TensorRT  7.2.1.6
NVIDIA TensorRT
Looking for a C++ dev who knows TensorRT?
I'm looking for work. Hire me!
All Classes Namespaces Functions Variables Typedefs Enumerations Enumerator Friends Pages
[EXPERIMENTAL] Precision

Table of Contents

Introduction

The precision tool can be used to determine which layers of a TensorRT network need to be run in a higher precision in order to maintain the desired accuracy.

The tool works by iteratively marking a subset of the layers in the network in the specified higher precision (float32 by default). Then, it checks the accuracy against golden outputs and attempts to find the minimum number of layers that should be run in a higher precision.

The golden outputs required can be generated separately by other Polygraphy tools, such as polygraphy run

NOTE: You can greatly increase the speed of this tool by allowing it to create a calibration cache. See step 2 in the example for details.

Usage

See polygraphy precision -h for usage information.

Modes

This tool includes several different subtools, or modes, which control how it decides which layers to mark in a higher precision.

  • bisect: Performs a binary search by marking groups of adjacent layers in the network. For example, it may mark the first N layers in FP32. If the network passes, then it will attempt to mark only N/2 layers. If that passes, it will mark N/4 layers, otherwise, 3N/4, and so on.
  • linear: Performs a linear search by marking layers one at a time. For example, it may mark only the 1st layer in FP32. If that fails, then it will mark the 2nd, then the 3rd, 4th, and so on.
  • worst-first: Attempts to find the layers that introduce the most error (i.e. the layers that see the greatest increase in required tolerance compared to the previous layer) and marks the top N worst layers first.

    NOTE: This mode depends on being able to mark every layer of the network as an output. Additionally, it assumes that subsequent outputs come from subsequent layers, and therefore may not correctly find the worst layers if layers produce multiple outputs.

Examples

Debugging An Inaccurate Network

In this example, we assume that model.onnx is a model that is not working when all layers are marked to run in int8 precision.

  1. Generate the golden outputs using ONNX Runtime:

    ```bash polygraphy run model.onnx –onnxrt –save-results=golden.pkl ```

  2. Use precision's bisect mode to perform a binary search over the model.

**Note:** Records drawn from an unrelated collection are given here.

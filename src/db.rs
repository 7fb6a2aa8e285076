use std::path::Path;
use std::time::Duration;

use chrono::{DateTime, SecondsFormat, Utc};
use rusqlite::Connection;

use crate::error::{MonetaError, Result};

pub const SCHEMA: &str = "
CREATE TABLE IF NOT EXISTS categories (
    id INTEGER PRIMARY KEY,
    user_id TEXT NOT NULL,
    name TEXT NOT NULL,
    category_type TEXT NOT NULL CHECK (category_type IN ('INCOME', 'EXPENSE')),
    icon TEXT NOT NULL,
    color TEXT NOT NULL,
    created_at TEXT DEFAULT (datetime('now'))
);

CREATE INDEX IF NOT EXISTS idx_categories_user_type ON categories (user_id, category_type);

CREATE TABLE IF NOT EXISTS transactions (
    id INTEGER PRIMARY KEY,
    user_id TEXT NOT NULL,
    category_id INTEGER NOT NULL,
    amount TEXT NOT NULL,
    description TEXT NOT NULL,
    date TEXT NOT NULL,
    txn_type TEXT NOT NULL CHECK (txn_type IN ('INCOME', 'EXPENSE')),
    created_at TEXT DEFAULT (datetime('now')),
    FOREIGN KEY (category_id) REFERENCES categories(id)
);

CREATE INDEX IF NOT EXISTS idx_transactions_user_date ON transactions (user_id, date);
";

pub fn get_connection(db_path: &Path) -> Result<Connection> {
    let conn = Connection::open(db_path)?;
    conn.execute_batch("PRAGMA journal_mode=WAL; PRAGMA foreign_keys=ON;")?;
    conn.busy_timeout(Duration::from_secs(5))?;
    Ok(conn)
}

pub fn init_db(conn: &Connection) -> Result<()> {
    conn.execute_batch(SCHEMA)?;
    Ok(())
}

/// Fixed-width UTC text, so string order in SQLite matches time order.
pub fn format_instant(instant: &DateTime<Utc>) -> String {
    instant.to_rfc3339_opts(SecondsFormat::Millis, true)
}

pub fn parse_instant(raw: &str) -> Result<DateTime<Utc>> {
    DateTime::parse_from_rfc3339(raw)
        .map(|dt| dt.with_timezone(&Utc))
        .map_err(|e| MonetaError::Other(format!("Corrupt stored date '{raw}': {e}")))
}
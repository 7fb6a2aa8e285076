use std::path::Path;

use colored::Colorize;
use comfy_table::{Cell, Table};
use rusqlite::TransactionBehavior;

use crate::cli::{open_db, resolve_user};
use crate::error::{MonetaError, Result};
use crate::importer::import_transactions;
use crate::models::ImportResult;
use crate::settings::load_settings;
use crate::store::SqliteStore;

/// Reject anything that isn't a `.csv` file within the size limit before
/// the import reads it.
pub fn check_upload(path: &Path, max_bytes: u64) -> Result<()> {
    let is_csv = path
        .extension()
        .map_or(false, |e| e.eq_ignore_ascii_case("csv"));
    if !is_csv {
        return Err(MonetaError::UnsupportedFile(format!(
            "{} (only .csv files can be imported)",
            path.display()
        )));
    }
    let size = std::fs::metadata(path)?.len();
    if size > max_bytes {
        return Err(MonetaError::FileTooLarge {
            size,
            limit: max_bytes,
        });
    }
    Ok(())
}

pub fn run(file: &str, user: Option<String>, json: bool) -> Result<()> {
    let settings = load_settings();
    let path = Path::new(file);
    check_upload(path, settings.max_upload_bytes)?;
    let bytes = std::fs::read(path)?;

    let user_id = resolve_user(&settings, user);
    let mut conn = open_db(&settings)?;

    // Holding the write lock for the whole run keeps a concurrent import
    // from slipping rows past the duplicate check.
    let tx = conn.transaction_with_behavior(TransactionBehavior::Immediate)?;
    let result = import_transactions(&SqliteStore::new(&tx), &bytes, &user_id)?;
    tx.commit()?;

    if json {
        println!("{}", serde_json::to_string_pretty(&result)?);
    } else {
        print_summary(&result);
    }
    Ok(())
}

fn print_summary(result: &ImportResult) {
    let message = if result.failed_count == 0 {
        result.message.green()
    } else if result.success_count == 0 {
        result.message.red()
    } else {
        result.message.yellow()
    };
    println!("{message}");

    if !result.auto_created_categories.is_empty() {
        println!(
            "New categories: {}",
            result.auto_created_categories.join(", ")
        );
    }

    if result.failed_rows.is_empty() {
        return;
    }
    let mut table = Table::new();
    table.set_header(vec!["Row", "Date", "Amount", "Description", "Errors"]);
    for failed in &result.failed_rows {
        table.add_row(vec![
            Cell::new(failed.row_number),
            Cell::new(&failed.row_data.date),
            Cell::new(&failed.row_data.amount),
            Cell::new(&failed.row_data.description),
            Cell::new(failed.errors.join("\n")),
        ]);
    }
    println!("Failed rows\n{table}");
}

#[cfg(test)]
mod tests {
    use super::*;

    #[test]
    fn test_rejects_non_csv_suffix() {
        let dir = tempfile::tempdir().unwrap();
        let path = dir.path().join("statement.xlsx");
        std::fs::write(&path, "date,amount\n").unwrap();
        let err = check_upload(&path, 1024).unwrap_err();
        assert!(matches!(err, MonetaError::UnsupportedFile(_)));
    }

    #[test]
    fn test_suffix_is_case_insensitive() {
        let dir = tempfile::tempdir().unwrap();
        let path = dir.path().join("STATEMENT.CSV");
        std::fs::write(&path, "date,amount\n").unwrap();
        check_upload(&path, 1024).unwrap();
    }

    #[test]
    fn test_rejects_oversized_file() {
        let dir = tempfile::tempdir().unwrap();
        let path = dir.path().join("big.csv");
        std::fs::write(&path, vec![b'a'; 2048]).unwrap();
        let err = check_upload(&path, 1024).unwrap_err();
        assert!(matches!(err, MonetaError::FileTooLarge { size: 2048, limit: 1024 }));
    }
}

    ```bash polygraphy precision bisect model.onnx –golden=golden.pkl –mode=forward –int8 –precision=float32 –calibration-cache=model_calibration.cache ```

    --mode=forward indicates that the algorithm will mark layers to run in a higher precision starting from the inputs of the network. You can use reverse to mark layers starting from the outputs of the networks.

    --precision=float32 indicates that the higher precision to mark layers with should be trt.float32. You can try using lower precisions like float16 for better performance.

    --calibration-cache allows you to save calibration data to the disk, which eliminates the need to generate it each time. It is strongly recommended to use this option, as it can greatly speed up the process.

  3. After precision completes, if acceptable accuracy was achieved, you should see a message like: ``` [I] To achieve acceptable accuracy, try running the first 36 layers in DataType.FLOAT precision ```

    precision will also display information about tolerances required for each iteration, and information about which layers it ran in a higher precision.